Quando la legge
condanna la carità

Dura lex, sed lex, è un detto di Socrate, che invitava a rispettare la legge anche nei casi in cui è più fredda e rigorosa. Calza a pennello riguardo a una vicenda accaduta il 10 marzo scorso al confine fra Italia e Francia: una guida alpina francese rischia cinque anni di carcere per avere soccorso una donna nigeriana all’ottavo mese di gravidanza mentre stava cercando di attraversare la frontiera insieme al marito e ai figli di due e quattro anni, in mezzo alla neve, a 1.900 metri di altitudine nei pressi del passo del Monginevro.

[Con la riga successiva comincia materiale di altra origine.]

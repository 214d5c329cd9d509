pub mod chat;
pub mod config;
pub mod eligibility;
pub mod errors;
pub mod llm_client;
pub mod models;
pub mod programs;
pub mod registry;
pub mod store;
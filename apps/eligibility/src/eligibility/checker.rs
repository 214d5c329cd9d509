//! Eligibility checker: one company against one program.
//!
//! Flow: build prompt → TextGenerator → derive verdict. The raw response is
//! returned as `reason`; structured findings are parsed from it on demand.

use std::sync::Arc;

use serde::{Deserialize, Serialize};
use tracing::{debug, info, warn};

use crate::eligibility::analysis::Verdict;
use crate::eligibility::prompts::{build_eligibility_prompt, ELIGIBILITY_SYSTEM};
use crate::eligibility::verdict::{derive_verdict, VerdictBasis};
use crate::errors::AppError;
use crate::llm_client::TextGenerator;
use crate::models::company::CompanySnapshot;
use crate::models::program::FundingProgram;

/// SME employee band used by the offline mock assessment.
const SME_EMPLOYEES: std::ops::RangeInclusive<u32> = 10..=250;

/// Options for every LLM-backed service.
#[derive(Debug, Clone, Copy, Default, PartialEq, Eq, Serialize, Deserialize)]
pub struct CheckerConfig {
    pub use_mock_responses: bool,
}

#[derive(Debug, Clone, PartialEq, Eq, Serialize, Deserialize)]
pub struct EligibilityOutcome {
    pub verdict: Verdict,
    pub basis: VerdictBasis,
    /// True only for an explicit or inferred Eligible verdict.
    pub eligible: bool,
    /// Raw assessment text, or the error description when the call failed.
    pub reason: String,
}

impl EligibilityOutcome {
    fn from_response(reason: String) -> Self {
        let decision = derive_verdict(&reason);
        if decision.basis == VerdictBasis::KeywordFallback {
            warn!("No verdict marker in response; eligibility inferred from keywords");
        }
        debug!("Verdict {:?} via {:?}", decision.verdict, decision.basis);

        Self {
            verdict: decision.verdict,
            basis: decision.basis,
            eligible: decision.is_eligible(),
            reason,
        }
    }
}

#[derive(Clone)]
pub struct EligibilityChecker {
    generator: Arc<dyn TextGenerator>,
    config: CheckerConfig,
}

impl EligibilityChecker {
    pub fn new(generator: Arc<dyn TextGenerator>, config: CheckerConfig) -> Self {
        Self { generator, config }
    }

    /// Runs the check, propagating generator failures.
    pub async fn try_check(
        &self,
        company: &CompanySnapshot,
        program: &FundingProgram,
    ) -> Result<EligibilityOutcome, AppError> {
        if self.config.use_mock_responses {
            info!(
                "Mock eligibility check for {} / {}",
                company.tax_code, program.title
            );
            return Ok(EligibilityOutcome::from_response(mock_assessment(company)));
        }

        info!(
            "Checking eligibility of {} for program '{}'",
            company.tax_code, program.title
        );
        let prompt = build_eligibility_prompt(company, program);
        let response = self
            .generator
            .generate(&prompt, ELIGIBILITY_SYSTEM)
            .await
            .map_err(|e| AppError::Llm(format!("Eligibility check failed: {e}")))?;

        Ok(EligibilityOutcome::from_response(response))
    }

    /// Never fails: a generator error becomes a not-eligible outcome whose
    /// reason describes the failure.
    pub async fn check(&self, company: &CompanySnapshot, program: &FundingProgram) -> EligibilityOutcome {
        match self.try_check(company, program).await {
            Ok(outcome) => outcome,
            Err(e) => {
                warn!(
                    "Eligibility check for {} / '{}' degraded: {e}",
                    company.tax_code, program.title
                );
                EligibilityOutcome {
                    verdict: Verdict::Unknown,
                    basis: VerdictBasis::NoMarker,
                    eligible: false,
                    reason: format!("Error checking eligibility: {e}"),
                }
            }
        }
    }
}

/// Offline assessment keyed on the SME employee band only.
fn mock_assessment(company: &CompanySnapshot) -> String {
    let employees = company.employees;

    if SME_EMPLOYEES.contains(&employees) {
        format!(
            "ACCEPTATE:\n\
             - Criteriul IMM (Întreprindere Mică și Mijlocie): Compania are {employees} angajați, ceea ce se încadrează în limitele pentru IMM (10-250 angajați)\n\
             - Statut activ: Compania are statutul \"{status}\" care permite participarea la programe de finanțare\n\
             \n\
             NEVALIDATE:\n\
             - Cifra de afaceri eligibilă: Nu se poate determina dacă cifra de afaceri respectă limitele programului din datele disponibile\n\
             - Domeniul de activitate: Necesită verificare suplimentară pentru compatibilitatea cu obiectivele programului\n\
             \n\
             REZULTAT: ELIGIBILĂ",
            status = company.status
        )
    } else {
        format!(
            "REFUZATE:\n\
             - Criteriul IMM (Întreprindere Mică și Mijlocie): Compania are {employees} angajați, ceea ce nu se încadrează în limitele pentru IMM (10-250 angajați)\n\
             \n\
             REZULTAT: NU_ESTE_ELIGIBILĂ"
        )
    }
}

#[cfg(test)]
mod tests {
    use std::sync::Mutex;

    use async_trait::async_trait;

    use super::*;
    use crate::eligibility::analysis::parse_analysis;
    use crate::llm_client::LlmError;
    use crate::models::program::ProgramDraft;

    /// Returns a fixed response (or a fixed error) and records prompts.
    struct ScriptedGenerator {
        response: Result<String, u16>,
        prompts: Mutex<Vec<String>>,
    }

    impl ScriptedGenerator {
        fn replying(text: &str) -> Arc<Self> {
            Arc::new(Self {
                response: Ok(text.to_string()),
                prompts: Mutex::new(Vec::new()),
            })
        }

        fn failing(status: u16) -> Arc<Self> {
            Arc::new(Self {
                response: Err(status),
                prompts: Mutex::new(Vec::new()),
            })
        }

        fn calls(&self) -> usize {
            self.prompts.lock().unwrap().len()
        }
    }

    #[async_trait]
    impl TextGenerator for ScriptedGenerator {
        async fn generate(&self, prompt: &str, _system: &str) -> Result<String, LlmError> {
            self.prompts.lock().unwrap().push(prompt.to_string());
            match &self.response {
                Ok(text) => Ok(text.clone()),
                Err(status) => Err(LlmError::Api {
                    status: *status,
                    message: "invalid x-api-key".to_string(),
                }),
            }
        }
    }

    fn company(employees: u32) -> CompanySnapshot {
        CompanySnapshot {
            tax_code: "37024165".to_string(),
            name: "TECH SOLUTIONS SRL".to_string(),
            status: "Active".to_string(),
            employees,
            ..Default::default()
        }
    }

    fn program() -> FundingProgram {
        ProgramDraft {
            title: "SME Innovation Support".to_string(),
            eligibility_rules: Some("- Company must have between 10-250 employees".to_string()),
            active: true,
            ..Default::default()
        }
        .into_program(1)
    }

    const LIVE: CheckerConfig = CheckerConfig {
        use_mock_responses: false,
    };
    const MOCK: CheckerConfig = CheckerConfig {
        use_mock_responses: true,
    };

    #[tokio::test]
    async fn test_live_check_uses_generator_and_parses_verdict() {
        let generator = ScriptedGenerator::replying("ACCEPTATE:\n- IMM: 47 angajați\nREZULTAT: ELIGIBILĂ");
        let checker = EligibilityChecker::new(generator.clone(), LIVE);

        let outcome = checker.try_check(&company(47), &program()).await.unwrap();

        assert!(outcome.eligible);
        assert_eq!(outcome.verdict, Verdict::Eligible);
        assert_eq!(outcome.basis, VerdictBasis::RomanianMarker);
        assert_eq!(generator.calls(), 1);
        let prompt = generator.prompts.lock().unwrap()[0].clone();
        assert!(prompt.contains("- Company must have between 10-250 employees"));
        assert!(prompt.contains("TECH SOLUTIONS SRL"));
    }

    #[tokio::test]
    async fn test_live_check_not_eligible() {
        let generator = ScriptedGenerator::replying("REFUZATE:\n- IMM: prea mare\nREZULTAT: NU_ESTE_ELIGIBILĂ");
        let checker = EligibilityChecker::new(generator, LIVE);

        let outcome = checker.check(&company(900), &program()).await;
        assert!(!outcome.eligible);
        assert_eq!(outcome.verdict, Verdict::NotEligible);
    }

    #[tokio::test]
    async fn test_unknown_verdict_is_not_eligible() {
        let generator = ScriptedGenerator::replying("Nu pot evalua această companie.");
        let checker = EligibilityChecker::new(generator, LIVE);

        let outcome = checker.check(&company(47), &program()).await;
        assert_eq!(outcome.verdict, Verdict::Unknown);
        assert!(!outcome.eligible);
    }

    #[tokio::test]
    async fn test_try_check_propagates_generator_error() {
        let checker = EligibilityChecker::new(ScriptedGenerator::failing(401), LIVE);
        let err = checker.try_check(&company(47), &program()).await.unwrap_err();
        assert!(matches!(err, AppError::Llm(_)));
        assert!(err.to_string().contains("invalid x-api-key"));
    }

    #[tokio::test]
    async fn test_check_substitutes_error_reason() {
        let checker = EligibilityChecker::new(ScriptedGenerator::failing(500), LIVE);
        let outcome = checker.check(&company(47), &program()).await;

        assert!(!outcome.eligible);
        assert_eq!(outcome.verdict, Verdict::Unknown);
        assert!(outcome.reason.starts_with("Error checking eligibility:"));
        // The fallback text parses to an empty analysis rather than failing.
        let analysis = parse_analysis(&outcome.reason);
        assert!(analysis.accepted.is_empty());
        assert_eq!(analysis.verdict, Verdict::Unknown);
    }

    #[tokio::test]
    async fn test_mock_mode_never_calls_generator() {
        let generator = ScriptedGenerator::failing(401);
        let checker = EligibilityChecker::new(generator.clone(), MOCK);

        let outcome = checker.check(&company(47), &program()).await;

        assert_eq!(generator.calls(), 0);
        assert!(outcome.eligible);
        let analysis = parse_analysis(&outcome.reason);
        assert_eq!(analysis.accepted.len(), 2);
        assert_eq!(analysis.unvalidated.len(), 2);
        assert!(analysis.rejected.is_empty());
        assert!(analysis.accepted[0].explanation.contains("47 angajați"));
        assert!(analysis.accepted[1].explanation.contains("\"Active\""));
    }

    #[tokio::test]
    async fn test_mock_mode_rejects_outside_sme_band() {
        let checker = EligibilityChecker::new(ScriptedGenerator::failing(401), MOCK);

        for employees in [5, 251] {
            let outcome = checker.check(&company(employees), &program()).await;
            assert!(!outcome.eligible, "{employees} employees must not be eligible");
            assert_eq!(outcome.verdict, Verdict::NotEligible);
            let analysis = parse_analysis(&outcome.reason);
            assert_eq!(analysis.rejected.len(), 1);
            assert_eq!(analysis.rejected[0].criterion_text, "Criteriul IMM (Întreprindere Mică și Mijlocie)");
        }
    }

    #[tokio::test]
    async fn test_mock_mode_band_edges_are_inclusive() {
        let checker = EligibilityChecker::new(ScriptedGenerator::failing(401), MOCK);
        assert!(checker.check(&company(10), &program()).await.eligible);
        assert!(checker.check(&company(250), &program()).await.eligible);
    }
}
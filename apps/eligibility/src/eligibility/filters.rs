//! Meta-statement filters.
//!
//! The model sometimes fills an empty section with a bullet saying there is
//! nothing to report ("Nu există criterii refuzate", "Toate informațiile sunt
//! disponibile"). Left in place, such a bullet renders as a spurious rejection
//! or open question. Rules are evaluated top to bottom; the first match wins.
//! Character classes accept Romanian letters with or without diacritics,
//! including the legacy cedilla forms (ş, ţ).

use std::sync::LazyLock;

use regex::Regex;

use crate::eligibility::analysis::CriterionCategory;

/// One tagged filter rule.
#[derive(Debug)]
pub struct MetaStatementRule {
    pub category: CriterionCategory,
    pub label: &'static str,
    pub pattern: Regex,
}

const RULE_SOURCES: &[(CriterionCategory, &str, &str)] = &[
    // Rejected: "nothing was rejected" / "everything is accepted"
    (
        CriterionCategory::Rejected,
        "no_rejected_criteria",
        r"nu exist[aă] .* criterii .* (refuz|respins)",
    ),
    (
        CriterionCategory::Rejected,
        "no_rejected_criteria_sunt",
        r"nu sunt .* criterii .* (refuz|respins)",
    ),
    (
        CriterionCategory::Rejected,
        "no_rejected_criteria_avem",
        r"nu avem .* criterii .* (refuz|respins)",
    ),
    (
        CriterionCategory::Rejected,
        "no_rejected_criteria_identified",
        r"nu se identific[aă] .* criterii .* (refuz|respins)",
    ),
    (
        CriterionCategory::Rejected,
        "all_criteria_accepted",
        r"toate criteriile sunt (acceptate|[iî]ndeplinite)",
    ),
    (
        CriterionCategory::Rejected,
        "no_rejection_reasons",
        r"nu exist[aă] .* motive .* (refuz|respins)",
    ),
    (
        CriterionCategory::Rejected,
        "no_specific_rejected_criteria",
        r"nu sunt criterii specifice (refuz|respins)",
    ),
    (
        CriterionCategory::Rejected,
        "no_criteria_specified",
        r"nu exist[aă] criterii specificate",
    ),
    (
        CriterionCategory::Rejected,
        "no_rejected_criteria_because",
        r"nu exist[aă] criterii refuzate.*[iî]ntruc[aâ]t",
    ),
    (
        CriterionCategory::Rejected,
        "no_clear_requirements",
        r"nu sunt specificate cerin[tțţ]e clare",
    ),
    // Unvalidated: "nothing is missing" / "all information is available"
    (
        CriterionCategory::Unvalidated,
        "no_missing_information",
        r"nu exist[aă] .* informa[tțţ]ii .* lips[aă]",
    ),
    (
        CriterionCategory::Unvalidated,
        "no_missing_information_sunt",
        r"nu sunt .* informa[tțţ]ii .* lips[aă]",
    ),
    (
        CriterionCategory::Unvalidated,
        "all_information_available_qualified",
        r"toate informa[tțţ]iile sunt .* disponibile",
    ),
    (
        CriterionCategory::Unvalidated,
        "no_missing_information_identified",
        r"nu se identific[aă] .* informa[tțţ]ii .* lips[aă]",
    ),
    (
        CriterionCategory::Unvalidated,
        "no_missing_information_plain",
        r"nu exist[aă] informa[tțţ]ii lips[aă]",
    ),
    (
        CriterionCategory::Unvalidated,
        "all_information_available",
        r"toate informa[tțţ]iile sunt disponibile",
    ),
];

pub static META_STATEMENT_RULES: LazyLock<Vec<MetaStatementRule>> = LazyLock::new(|| {
    RULE_SOURCES
        .iter()
        .map(|&(category, label, source)| MetaStatementRule {
            category,
            label,
            pattern: Regex::new(&format!("(?i){source}")).expect("static regex must compile"),
        })
        .collect()
});

/// First rule for `category` that matches `raw_line`, if any.
pub fn matching_rule(category: CriterionCategory, raw_line: &str) -> Option<&'static MetaStatementRule> {
    META_STATEMENT_RULES
        .iter()
        .filter(|rule| rule.category == category)
        .find(|rule| rule.pattern.is_match(raw_line))
}

pub fn is_meta_statement(category: CriterionCategory, raw_line: &str) -> bool {
    matching_rule(category, raw_line).is_some()
}

#[cfg(test)]
mod tests {
    use super::*;

    fn rejected_rule(line: &str) -> Option<&'static str> {
        matching_rule(CriterionCategory::Rejected, line).map(|r| r.label)
    }

    fn unvalidated_rule(line: &str) -> Option<&'static str> {
        matching_rule(CriterionCategory::Unvalidated, line).map(|r| r.label)
    }

    #[test]
    fn test_all_rules_compile() {
        assert_eq!(META_STATEMENT_RULES.len(), RULE_SOURCES.len());
    }

    #[test]
    fn test_rule_labels_are_unique() {
        let mut labels: Vec<_> = RULE_SOURCES.iter().map(|(_, label, _)| *label).collect();
        labels.sort_unstable();
        labels.dedup();
        assert_eq!(labels.len(), RULE_SOURCES.len());
    }

    #[test]
    fn test_no_criteria_specified() {
        assert_eq!(
            rejected_rule("Nu există criterii specificate care să poată fi refuzate"),
            Some("no_criteria_specified")
        );
        assert_eq!(
            rejected_rule("Nu exista criterii specificate in documentatie"),
            Some("no_criteria_specified")
        );
    }

    #[test]
    fn test_rejected_paraphrases() {
        assert_eq!(
            rejected_rule("Nu există niciun fel de criterii care să fie refuzate"),
            Some("no_rejected_criteria")
        );
        assert_eq!(
            rejected_rule("Nu sunt identificate criterii care să fie respinse"),
            Some("no_rejected_criteria_sunt")
        );
        assert_eq!(
            rejected_rule("Nu avem niciun fel de criterii care trebuie refuzate"),
            Some("no_rejected_criteria_avem")
        );
        assert_eq!(
            rejected_rule("Nu se identifică astfel de criterii pentru refuz"),
            Some("no_rejected_criteria_identified")
        );
        assert_eq!(
            rejected_rule("Nu există suficiente motive de refuz"),
            Some("no_rejection_reasons")
        );
        assert_eq!(
            rejected_rule("Nu sunt criterii specifice respinse"),
            Some("no_specific_rejected_criteria")
        );
        assert_eq!(
            rejected_rule("Nu sunt specificate cerinte clare de eligibilitate"),
            Some("no_clear_requirements")
        );
    }

    #[test]
    fn test_all_criteria_accepted_with_and_without_diacritics() {
        assert_eq!(
            rejected_rule("Toate criteriile sunt îndeplinite"),
            Some("all_criteria_accepted")
        );
        assert_eq!(
            rejected_rule("TOATE CRITERIILE SUNT INDEPLINITE"),
            Some("all_criteria_accepted")
        );
        assert_eq!(
            rejected_rule("Toate criteriile sunt acceptate"),
            Some("all_criteria_accepted")
        );
    }

    #[test]
    fn test_rejected_rules_do_not_touch_real_rejections() {
        assert_eq!(
            rejected_rule("Criteriul IMM: Compania are 312 angajați, peste limita de 250"),
            None
        );
        assert_eq!(
            rejected_rule("Vechime: Compania există de mai puțin de 2 ani"),
            None
        );
    }

    #[test]
    fn test_missing_information_paraphrases() {
        assert_eq!(
            unvalidated_rule("Nu există informații lipsă"),
            Some("no_missing_information_plain")
        );
        assert_eq!(
            unvalidated_rule("Nu exista alte informatii care sa fie lipsa"),
            Some("no_missing_information")
        );
        assert_eq!(
            unvalidated_rule("Nu sunt alte informaţii care să fie lipsă"),
            Some("no_missing_information_sunt")
        );
        assert_eq!(
            unvalidated_rule("Toate informațiile sunt disponibile"),
            Some("all_information_available")
        );
        assert_eq!(
            unvalidated_rule("Toate informațiile necesare sunt disponibile"),
            None
        );
        assert_eq!(
            unvalidated_rule("Toate informațiile sunt deja disponibile"),
            Some("all_information_available_qualified")
        );
        assert_eq!(
            unvalidated_rule("Nu se identifică alte informații care să fie lipsă"),
            Some("no_missing_information_identified")
        );
    }

    #[test]
    fn test_unvalidated_rules_do_not_touch_real_gaps() {
        assert_eq!(
            unvalidated_rule(
                "Certificări de mediu: Nu există informații despre eventuale certificări relevante"
            ),
            None
        );
        assert_eq!(
            unvalidated_rule("Capacitatea tehnică specifică: Nu sunt disponibile date"),
            None
        );
    }

    #[test]
    fn test_rules_are_scoped_to_their_category() {
        assert!(!is_meta_statement(
            CriterionCategory::Unvalidated,
            "Nu există criterii specificate"
        ));
        assert!(!is_meta_statement(
            CriterionCategory::Rejected,
            "Toate informațiile sunt disponibile"
        ));
        assert!(!is_meta_statement(
            CriterionCategory::Accepted,
            "Toate criteriile sunt acceptate"
        ));
    }
}
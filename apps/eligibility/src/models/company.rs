use chrono::{DateTime, Utc};
use serde::{Deserialize, Serialize};

/// Where a snapshot came from. Demo data is flagged so the UI can say so.
#[derive(Debug, Clone, Copy, Default, PartialEq, Eq, Serialize, Deserialize)]
#[serde(rename_all = "snake_case")]
pub enum DataSource {
    #[default]
    Api,
    Mock,
}

/// Flat company record as returned by the company registry.
/// Keys follow the registry's PascalCase naming so stored JSON stays compatible.
#[derive(Debug, Clone, Default, PartialEq, Serialize, Deserialize)]
#[serde(rename_all = "PascalCase")]
pub struct CompanySnapshot {
    pub tax_code: String,
    pub name: String,
    /// "Active" / "Inactive"
    pub status: String,
    /// VAT registration status, "Active" / "Inactive"
    pub fiscal_activity: String,
    pub legal_form: String,
    #[serde(rename = "Date")]
    pub registration_date: String,
    pub county: String,
    pub city: String,
    #[serde(default)]
    pub address: String,
    #[serde(rename = "NACE")]
    pub nace: String,
    /// lei
    pub turnover: i64,
    /// lei
    pub profit: i64,
    pub employees: u32,
    #[serde(rename = "_source", default)]
    pub source: DataSource,
}

impl CompanySnapshot {
    pub fn company_name(&self) -> &str {
        if self.name.trim().is_empty() {
            "Unknown Company"
        } else {
            &self.name
        }
    }

    pub fn using_mock_data(&self) -> bool {
        self.source == DataSource::Mock
    }

    pub fn data_source_info(&self) -> &'static str {
        if self.using_mock_data() {
            "⚠️ Demo Data - API service unavailable"
        } else {
            "✅ Live API Data"
        }
    }
}

/// A stored company: the latest registry snapshot for one CUI.
#[derive(Debug, Clone, Serialize, Deserialize)]
pub struct Company {
    pub id: i64,
    pub cui: String,
    pub snapshot: CompanySnapshot,
    pub updated_at: DateTime<Utc>,
}
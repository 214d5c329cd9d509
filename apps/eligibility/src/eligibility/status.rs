use serde::Serialize;

use crate::eligibility::analysis::Verdict;

/// Display attributes for a verdict badge.
#[derive(Debug, Clone, PartialEq, Eq, Serialize)]
pub struct StatusInfo {
    pub status: &'static str,
    pub text: &'static str,
    pub css_class: &'static str,
    pub icon: &'static str,
}

pub fn status_info(verdict: Verdict) -> StatusInfo {
    match verdict {
        Verdict::Eligible => StatusInfo {
            status: "eligible",
            text: "✅ ELIGIBILĂ",
            css_class: "alert-success",
            icon: "✅",
        },
        Verdict::NotEligible => StatusInfo {
            status: "ineligible",
            text: "❌ NU ESTE ELIGIBILĂ",
            css_class: "alert-error",
            icon: "❌",
        },
        Verdict::Unknown => StatusInfo {
            status: "unknown",
            text: "⚠️ STATUS NECUNOSCUT",
            css_class: "alert-warning",
            icon: "⚠️",
        },
    }
}
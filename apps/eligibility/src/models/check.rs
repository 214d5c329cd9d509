use chrono::{DateTime, Utc};
use serde::{Deserialize, Serialize};

use crate::eligibility::analysis::{parse_analysis, EligibilityAnalysis};

/// Stored outcome of one company/program eligibility check.
/// Only the raw response and the verdict are persisted; findings are
/// recomputed from `ai_response` on demand.
#[derive(Debug, Clone, Serialize, Deserialize)]
pub struct CompanyProgramCheck {
    pub id: i64,
    pub company_id: i64,
    pub program_id: i64,
    pub eligible: bool,
    pub ai_response: String,
    pub created_at: DateTime<Utc>,
}

impl CompanyProgramCheck {
    pub fn analysis(&self) -> EligibilityAnalysis {
        parse_analysis(&self.ai_response)
    }
}

/// Fields needed to record a new check; the store assigns id and timestamp.
#[derive(Debug, Clone)]
pub struct NewCheck {
    pub company_id: i64,
    pub program_id: i64,
    pub eligible: bool,
    pub ai_response: String,
}
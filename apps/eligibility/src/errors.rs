use thiserror::Error;

/// Application-level error type.
/// Services return `Result<T, AppError>`; the CLI renders it through `anyhow`.
#[derive(Debug, Error)]
pub enum AppError {
    #[error("Not found: {0}")]
    NotFound(String),

    #[error("Validation error: {0}")]
    Validation(String),

    #[error("Company registry error: {0}")]
    Registry(String),

    #[error("LLM error: {0}")]
    Llm(String),

    #[error("Internal error: {0}")]
    Internal(#[from] anyhow::Error),
}

impl AppError {
    /// Stable machine-readable code, logged as the `code` field when a CLI command fails.
    pub fn code(&self) -> &'static str {
        match self {
            AppError::NotFound(_) => "NOT_FOUND",
            AppError::Validation(_) => "VALIDATION_ERROR",
            AppError::Registry(_) => "REGISTRY_ERROR",
            AppError::Llm(_) => "LLM_ERROR",
            AppError::Internal(_) => "INTERNAL_ERROR",
        }
    }
}

#[cfg(test)]
mod tests {
    use super::*;

    #[test]
    fn test_error_codes_are_stable() {
        assert_eq!(AppError::NotFound("x".into()).code(), "NOT_FOUND");
        assert_eq!(AppError::Validation("x".into()).code(), "VALIDATION_ERROR");
        assert_eq!(AppError::Registry("x".into()).code(), "REGISTRY_ERROR");
        assert_eq!(AppError::Llm("x".into()).code(), "LLM_ERROR");
        assert_eq!(
            AppError::Internal(anyhow::anyhow!("boom")).code(),
            "INTERNAL_ERROR"
        );
    }

    #[test]
    fn test_validation_message_is_displayed() {
        let err = AppError::Validation("Message cannot be empty".to_string());
        assert_eq!(err.to_string(), "Validation error: Message cannot be empty");
    }
}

La guida ha caricato la famiglia in auto per portarla all’ospedale di Briancon ma è stata individuata dalla Gendarmerie: dovrà rispondere di violazione delle leggi sull’immigrazione. Sul confine italo-francese ci sono precedenti analoghi. Nel gennaio 2017 un contadino francese, Cédric Herrou, è finito davanti al Tribunale di Nizza con il medesimo capo d’imputazione. Nello stesso periodo era stato invece assolto Pierre-Alain Mannoni, un insegnante mandato alla sbarra per aver dato un passaggio a tre eritrei che camminavano pericolosamente sull’autostrada appena dopo il confine con Ventimiglia. Un confine lungo il quale a non rispettare la legge è però anche lo Stato francese: è di gennaio la sua condanna da parte di una Corte transalpina per aver respinto un ragazzino eritreo di 12 anni, individuato da solo alla stazione di Menton. Questa volta ad essere violato è stato il diritto internazionale (nella fattispecie la Convenzione sui diritti dell’infanzia).

La vicenda della madre incinta è quindi solo la più recente di un lungo elenco di fatti che si consumano lungo un confine caldo, da quando oltre due anni fa il governo di Parigi ha ripristinato i controlli alla frontiera con l’Italia. Vicenda che si presta ad alcune considerazioni. Innanzitutto la guida alpina ha fatto prevalere la carità (o la solidarietà umana che dir si voglia) sulla legge. Sapeva a cosa andava incontro nel caso fosse stato individuato dai poliziotti, ma ha deciso di affermare le ragioni del cuore (quella famiglia rischiava di morire congelata non essendo attrezzata a resistere a lungo a quasi duemila metri di quota) a quelle dei codici. Non è raro che carità e legge si trovino in dissidio, soprattutto nei luoghi abitati dall’umanità reietta invisa ai benpensanti.

Una seconda considerazione riguarda l’entità della pena per il reato contestato alla guida alpina: cinque anni. Comunque la si pensi, c’è una sproporzione enorme tra l’entità e il gesto compiuto da quell’uomo, che si è prestato a salvare vite in pericolo e non ad arrecare danno all’incolumità di persone. Le leggi non scritte della montagna come del mare del resto prevedono l’obbligo di salvataggio di chi è in pericolo, come sanno bene anche i pescatori di Lampedusa o della Grecia.

Una terza considerazione riguarda le motivazioni della famiglia nigeriana a raggiungere la Francia e una possibile pace: devono essere davvero grandi se, dopo aver viaggiato su un barcone dalla Libia all’Italia, hanno cercato di valicare le Alpi a piedi e nel gelo. E ancora a proposito di motivazioni: nella notte tra il 9 e il 10 marzo scorso al largo del Mediterraneo è stato individuato un piccolo gommone con a bordo tre fratelli, l’ultimo, di 14 anni, malato di leucemia. Hanno sfidato la morte in mare per raggiungere l’Europa e un possibile luogo di cura del tumore al sangue. Non ci sono infatti canali umanitari aperti e rapidi verso il Vecchio continente per rispondere a urgenze come questa. Né la Libia dispone di ospedali con reparti di ematologia. È un Paese nel caos, in preda a bande armate, trafficanti d’uomini e militanti dell’Isis. Tutto ciò è l’esito della guerra del 2011, priva di un piano per il dopo Gheddafi. A guidare il conflitto c’era proprio la Francia.